#### Data to examine

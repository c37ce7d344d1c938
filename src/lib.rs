pub mod access;
pub mod catalog;
pub mod config;
pub mod core;
pub mod db;
pub mod error;
pub mod providers;
pub mod routes;
pub mod service;
pub mod state;
pub mod ui;

use anyhow::Result;
use std::net::SocketAddr;
use tracing::{debug, info};

use crate::state::AppState;

pub async fn run(config_path: Option<&str>) -> Result<()> {
    info!("Aksjeradar starting...");

    let config = match config_path {
        Some(path) => config::AppConfig::load_from_path(path)?,
        None => config::AppConfig::load()?,
    };
    debug!("Loaded config: {config:#?}");

    let bind = config.server.bind.clone();
    let port = config.server.port;
    let state = AppState::new(config)?;
    let app = routes::router(state);

    let addr: SocketAddr = format!("{bind}:{port}").parse()?;
    info!("Aksjeradar listening on http://{addr}");

    let listener = tokio::net::TcpListener::bind(addr).await?;
    axum::serve(listener, app)
        .with_graceful_shutdown(shutdown_signal())
        .await?;
    Ok(())
}

async fn shutdown_signal() {
    if tokio::signal::ctrl_c().await.is_ok() {
        info!("Shutdown signal received, gracefully stopping...");
    }
}
use anyhow::Result;
use clap::{Parser, Subcommand};

use aksjeradar::config::AppConfig;
use aksjeradar::core::log::init_logging;
use aksjeradar::core::tier::SubscriptionTier;
use aksjeradar::db::{UserStore, open_pool};
use aksjeradar::error::AppError;

#[derive(Parser)]
#[command(version, about)]
struct Cli {
    /// Enable verbose logging
    #[arg(short, long, global = true)]
    verbose: bool,

    /// Path to optional configuration file
    #[arg(short, long, global = true)]
    config_path: Option<String>,

    #[command(subcommand)]
    command: Option<Commands>,
}

#[derive(Subcommand)]
enum Commands {
    /// Create default configuration
    Setup,
    /// Run the web server (default)
    Serve,
    /// Change a user's subscription tier
    Promote {
        /// Account email
        email: String,
        /// Target tier: free, basic, pro or admin
        tier: String,
    },
    /// Soft-disable a user account
    Deactivate {
        /// Account email
        email: String,
    },
}

#[tokio::main]
async fn main() -> Result<()> {
    let cli = Cli::parse();

    init_logging(cli.verbose);

    let result = match cli.command {
        Some(Commands::Setup) => setup(),
        Some(Commands::Promote { email, tier }) => {
            promote(cli.config_path.as_deref(), &email, &tier)
        }
        Some(Commands::Deactivate { email }) => deactivate(cli.config_path.as_deref(), &email),
        Some(Commands::Serve) | None => aksjeradar::run(cli.config_path.as_deref()).await,
    };

    if let Err(e) = &result {
        tracing::error!(error = %e, "Application failed");
    }
    result
}

fn setup() -> Result<()> {
    use anyhow::Context;

    let path = AppConfig::default_config_path()?;

    if path.exists() {
        anyhow::bail!("Configuration file already exists at {}", path.display());
    }

    if let Some(parent) = path.parent() {
        std::fs::create_dir_all(parent)
            .with_context(|| format!("Failed to create directory: {}", parent.display()))?;
    }

    let default_config = r#"---
server:
  bind: "127.0.0.1"
  port: 8000

provider:
  base_url: "https://query1.finance.yahoo.com"
  daily_budget: 500
  timeout_secs: 10

cache:
  ttl_secs: 300

session:
  ttl_hours: 168
"#;

    std::fs::write(&path, default_config)
        .with_context(|| format!("Failed to write config file to {}", path.display()))?;

    tracing::info!("Created default configuration at {}", path.display());
    Ok(())
}

fn user_store(config_path: Option<&str>) -> Result<UserStore> {
    let config = match config_path {
        Some(path) => AppConfig::load_from_path(path)?,
        None => AppConfig::load()?,
    };
    let pool = open_pool(&config.database_path()?, 1)?;
    Ok(UserStore::new(pool))
}

fn promote(config_path: Option<&str>, email: &str, tier: &str) -> Result<()> {
    let tier: SubscriptionTier = tier.parse()?;
    let users = user_store(config_path)?;
    let user = users
        .find_by_email(email)
        .map_err(anyhow::Error::new)?
        .ok_or_else(|| AppError::NotFound(format!("no user with email {email}")))
        .map_err(anyhow::Error::new)?;
    users.set_tier(user.id, tier).map_err(anyhow::Error::new)?;
    tracing::info!(email, %tier, "Updated tier");
    Ok(())
}

fn deactivate(config_path: Option<&str>, email: &str) -> Result<()> {
    let users = user_store(config_path)?;
    let user = users
        .find_by_email(email)
        .map_err(anyhow::Error::new)?
        .ok_or_else(|| AppError::NotFound(format!("no user with email {email}")))
        .map_err(anyhow::Error::new)?;
    users.deactivate(user.id).map_err(anyhow::Error::new)?;
    tracing::info!(email, "Deactivated user");
    Ok(())
}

#### Exercise description
Copy each line above containing the string "state".

#### Problem solution
pub mod state;
use crate::state::AppState;
    let state = AppState::new(config)?;
    let app = routes::router(state);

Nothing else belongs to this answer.